DATA FOR THIS TASK Block Start
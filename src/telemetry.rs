//! Tracing setup: stdout plus a daily-rotated log file.

use std::path::Path;

use tracing_appender::non_blocking::WorkerGuard;
use tracing_appender::rolling::{Builder as RollingBuilder, Rotation};
use tracing_subscriber::layer::SubscriberExt;
use tracing_subscriber::util::SubscriberInitExt;
use tracing_subscriber::{EnvFilter, fmt};

use crate::error::{Error, Result};

/// Rotated files kept on disk.
const RETAINED_LOG_FILES: usize = 30;

/// Install the global subscriber.
///
/// The returned guard flushes the file writer when dropped; keep it alive for
/// the lifetime of the process.
pub fn init(log_dir: &Path) -> Result<WorkerGuard> {
    std::fs::create_dir_all(log_dir)
        .map_err(|e| Error::Telemetry(format!("create {}: {e}", log_dir.display())))?;

    let appender = RollingBuilder::new()
        .rotation(Rotation::DAILY)
        .filename_prefix("app")
        .filename_suffix("log")
        .max_log_files(RETAINED_LOG_FILES)
        .build(log_dir)
        .map_err(|e| Error::Telemetry(e.to_string()))?;
    let (file_writer, guard) = tracing_appender::non_blocking(appender);

    tracing_subscriber::registry()
        .with(EnvFilter::try_from_default_env().unwrap_or_else(|_| EnvFilter::new("info")))
        .with(fmt::layer().with_target(false))
        .with(fmt::layer().with_ansi(false).with_writer(file_writer))
        .try_init()
        .map_err(|e| Error::Telemetry(e.to_string()))?;

    Ok(guard)
}
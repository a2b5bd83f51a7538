//! Built-in task functions.

use std::sync::Arc;
use std::time::Duration;

use async_trait::async_trait;
use serde::Deserialize;

use super::function::{DynTaskFunction, TaskFunction, erase};
use crate::error::ExecutionFailure;

/// Every built-in, ready for the catalog.
pub fn all() -> Vec<Arc<dyn DynTaskFunction>> {
    vec![erase(Add), erase(Divide)]
}

#[derive(Debug, Deserialize)]
pub struct AddInput {
    pub x: i64,
    pub y: i64,
    /// Simulated work time before answering.
    #[serde(default)]
    pub delay_ms: u64,
}

/// `add`: integer sum of `x` and `y`.
pub struct Add;

#[async_trait]
impl TaskFunction for Add {
    type Input = AddInput;
    type Output = i64;

    fn kind(&self) -> &'static str {
        "add"
    }

    async fn run(&self, input: AddInput) -> Result<i64, ExecutionFailure> {
        if input.delay_ms > 0 {
            tokio::time::sleep(Duration::from_millis(input.delay_ms)).await;
        }
        input
            .x
            .checked_add(input.y)
            .ok_or_else(|| ExecutionFailure::new("integer overflow"))
    }
}

#[derive(Debug, Deserialize)]
pub struct DivideInput {
    pub x: f64,
    pub y: f64,
}

/// `divide`: `x / y` as a float. Fails on a zero divisor.
pub struct Divide;

#[async_trait]
impl TaskFunction for Divide {
    type Input = DivideInput;
    type Output = f64;

    fn kind(&self) -> &'static str {
        "divide"
    }

    async fn run(&self, input: DivideInput) -> Result<f64, ExecutionFailure> {
        if input.y == 0.0 {
            return Err(ExecutionFailure::new("division by zero"));
        }
        Ok(input.x / input.y)
    }
}
//! Task records, queue messages and the client-facing status view.

use chrono::{DateTime, Utc};
use serde::{Deserialize, Serialize};
use uuid::Uuid;

use super::state::TaskState;

/// Task identifiers are random v4 UUIDs assigned at submission.
pub type TaskId = Uuid;

/// The registry's stored view of a task.
#[derive(Debug, Clone, PartialEq, Serialize, Deserialize)]
pub struct TaskRecord {
    pub id: TaskId,
    pub kind: String,
    pub state: TaskState,
    pub payload: serde_json::Value,
    /// Present only in `SUCCESS`.
    pub result: Option<serde_json::Value>,
    /// Present only in `FAILURE`.
    pub error: Option<String>,
    pub created_at: DateTime<Utc>,
    pub started_at: Option<DateTime<Utc>>,
    pub completed_at: Option<DateTime<Utc>>,
    pub updated_at: DateTime<Utc>,
}

impl TaskRecord {
    /// A fresh `PENDING` record.
    pub fn pending(id: TaskId, kind: impl Into<String>, payload: serde_json::Value) -> Self {
        let now = Utc::now();
        Self {
            id,
            kind: kind.into(),
            state: TaskState::Pending,
            payload,
            result: None,
            error: None,
            created_at: now,
            started_at: None,
            completed_at: None,
            updated_at: now,
        }
    }
}

/// Element handed from the dispatcher to the worker runtime.
#[derive(Debug, Clone, PartialEq, Serialize, Deserialize)]
pub struct TaskMessage {
    pub task_id: TaskId,
    pub task_kind: String,
    pub payload: serde_json::Value,
}

/// Normalized status returned to clients.
#[derive(Debug, Clone, PartialEq, Serialize, Deserialize)]
pub struct StatusView {
    pub task_id: TaskId,
    pub state: TaskState,
    #[serde(default, skip_serializing_if = "Option::is_none")]
    pub result: Option<serde_json::Value>,
    #[serde(default, skip_serializing_if = "Option::is_none")]
    pub error: Option<String>,
    #[serde(default, skip_serializing_if = "Option::is_none")]
    pub progress: Option<String>,
}

const PROGRESS_NOTE: &str = "Task is still running or pending";

impl StatusView {
    pub fn from_record(record: &TaskRecord) -> Self {
        let (result, error, progress) = match record.state {
            TaskState::Pending | TaskState::Running => {
                (None, None, Some(PROGRESS_NOTE.to_string()))
            }
            TaskState::Success => (record.result.clone(), None, None),
            TaskState::Failure => (None, record.error.clone(), None),
        };
        Self {
            task_id: record.id,
            state: record.state,
            result,
            error,
            progress,
        }
    }

    /// One-line human summary, e.g. `Task is in state: SUCCESS - Result: 30`.
    pub fn summary(&self) -> String {
        match (&self.result, &self.error) {
            (Some(result), _) => format!("Task is in state: {} - Result: {result}", self.state),
            (None, Some(error)) => format!("Task is in state: {} - Result: {error}", self.state),
            (None, None) => format!("Task is in state: {}", self.state),
        }
    }
}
DATA FOR THIS TASK Block End
*ABOUT THIS EXERCISE:* Would you copy out each record precisely as it stands?

*RESULT:*
filename src/telemetry.rs
//! Tracing setup: stdout plus a daily-rotated log file.

use std::path::Path;

use tracing_appender::non_blocking::WorkerGuard;
use tracing_appender::rolling::{Builder as RollingBuilder, Rotation};
use tracing_subscriber::layer::SubscriberExt;
use tracing_subscriber::util::SubscriberInitExt;
use tracing_subscriber::{EnvFilter, fmt};

use crate::error::{Error, Result};

/// Rotated files kept on disk.
const RETAINED_LOG_FILES: usize = 30;

/// Install the global subscriber.
///
/// The returned guard flushes the file writer when dropped; keep it alive for
/// the lifetime of the process.
pub fn init(log_dir: &Path) -> Result<WorkerGuard> {
    std::fs::create_dir_all(log_dir)
        .map_err(|e| Error::Telemetry(format!("create {}: {e}", log_dir.display())))?;

    let appender = RollingBuilder::new()
        .rotation(Rotation::DAILY)
        .filename_prefix("app")
        .filename_suffix("log")
        .max_log_files(RETAINED_LOG_FILES)
        .build(log_dir)
        .map_err(|e| Error::Telemetry(e.to_string()))?;
    let (file_writer, guard) = tracing_appender::non_blocking(appender);

    tracing_subscriber::registry()
        .with(EnvFilter::try_from_default_env().unwrap_or_else(|_| EnvFilter::new("info")))
        .with(fmt::layer().with_target(false))
        .with(fmt::layer().with_ansi(false).with_writer(file_writer))
        .try_init()
        .map_err(|e| Error::Telemetry(e.to_string()))?;

    Ok(guard)
}
repository a2b5bd83f51a7538
//! Built-in task functions.

use std::sync::Arc;
use std::time::Duration;

use async_trait::async_trait;
use serde::Deserialize;

use super::function::{DynTaskFunction, TaskFunction, erase};
use crate::error::ExecutionFailure;

/// Every built-in, ready for the catalog.
pub fn all() -> Vec<Arc<dyn DynTaskFunction>> {
    vec![erase(Add), erase(Divide)]
}

#[derive(Debug, Deserialize)]
pub struct AddInput {
    pub x: i64,
    pub y: i64,
    /// Simulated work time before answering.
    #[serde(default)]
    pub delay_ms: u64,
}

/// `add`: integer sum of `x` and `y`.
pub struct Add;

#[async_trait]
impl TaskFunction for Add {
    type Input = AddInput;
    type Output = i64;

    fn kind(&self) -> &'static str {
        "add"
    }

    async fn run(&self, input: AddInput) -> Result<i64, ExecutionFailure> {
        if input.delay_ms > 0 {
            tokio::time::sleep(Duration::from_millis(input.delay_ms)).await;
        }
        input
            .x
            .checked_add(input.y)
            .ok_or_else(|| ExecutionFailure::new("integer overflow"))
    }
}

#[derive(Debug, Deserialize)]
pub struct DivideInput {
    pub x: f64,
    pub y: f64,
}

/// `divide`: `x / y` as a float. Fails on a zero divisor.
pub struct Divide;

#[async_trait]
impl TaskFunction for Divide {
    type Input = DivideInput;
    type Output = f64;

    fn kind(&self) -> &'static str {
        "divide"
    }

    async fn run(&self, input: DivideInput) -> Result<f64, ExecutionFailure> {
        if input.y == 0.0 {
            return Err(ExecutionFailure::new("division by zero"));
        }
        Ok(input.x / input.y)
    }
}
//! Task records, queue messages and the client-facing status view.

use chrono::{DateTime, Utc};
use serde::{Deserialize, Serialize};
use uuid::Uuid;

use super::state::TaskState;

/// Task identifiers are random v4 UUIDs assigned at submission.
pub type TaskId = Uuid;

/// The registry's stored view of a task.
#[derive(Debug, Clone, PartialEq, Serialize, Deserialize)]
pub struct TaskRecord {
    pub id: TaskId,
    pub kind: String,
    pub state: TaskState,
    pub payload: serde_json::Value,
    /// Present only in `SUCCESS`.
    pub result: Option<serde_json::Value>,
    /// Present only in `FAILURE`.
    pub error: Option<String>,
    pub created_at: DateTime<Utc>,
    pub started_at: Option<DateTime<Utc>>,
    pub completed_at: Option<DateTime<Utc>>,
    pub updated_at: DateTime<Utc>,
}

impl TaskRecord {
    /// A fresh `PENDING` record.
    pub fn pending(id: TaskId, kind: impl Into<String>, payload: serde_json::Value) -> Self {
        let now = Utc::now();
        Self {
            id,
            kind: kind.into(),
            state: TaskState::Pending,
            payload,
            result: None,
            error: None,
            created_at: now,
            started_at: None,
            completed_at: None,
            updated_at: now,
        }
    }
}

/// Element handed from the dispatcher to the worker runtime.
#[derive(Debug, Clone, PartialEq, Serialize, Deserialize)]
pub struct TaskMessage {
    pub task_id: TaskId,
    pub task_kind: String,
    pub payload: serde_json::Value,
}

/// Normalized status returned to clients.
#[derive(Debug, Clone, PartialEq, Serialize, Deserialize)]
pub struct StatusView {
    pub task_id: TaskId,
    pub state: TaskState,
    #[serde(default, skip_serializing_if = "Option::is_none")]
    pub result: Option<serde_json::Value>,
    #[serde(default, skip_serializing_if = "Option::is_none")]
    pub error: Option<String>,
    #[serde(default, skip_serializing_if = "Option::is_none")]
    pub progress: Option<String>,
}

const PROGRESS_NOTE: &str = "Task is still running or pending";

impl StatusView {
    pub fn from_record(record: &TaskRecord) -> Self {
        let (result, error, progress) = match record.state {
            TaskState::Pending | TaskState::Running => {
                (None, None, Some(PROGRESS_NOTE.to_string()))
            }
            TaskState::Success => (record.result.clone(), None, None),
            TaskState::Failure => (None, record.error.clone(), None),
        };
        Self {
            task_id: record.id,
            state: record.state,
            result,
            error,
            progress,
        }
    }

    /// One-line human summary, e.g. `Task is in state: SUCCESS - Result: 30`.
    pub fn summary(&self) -> String {
        match (&self.result, &self.error) {
            (Some(result), _) => format!("Task is in state: {} - Result: {result}", self.state),
            (None, Some(error)) => format!("Task is in state: {} - Result: {error}", self.state),
            (None, None) => format!("Task is in state: {}", self.state),
        }
    }
}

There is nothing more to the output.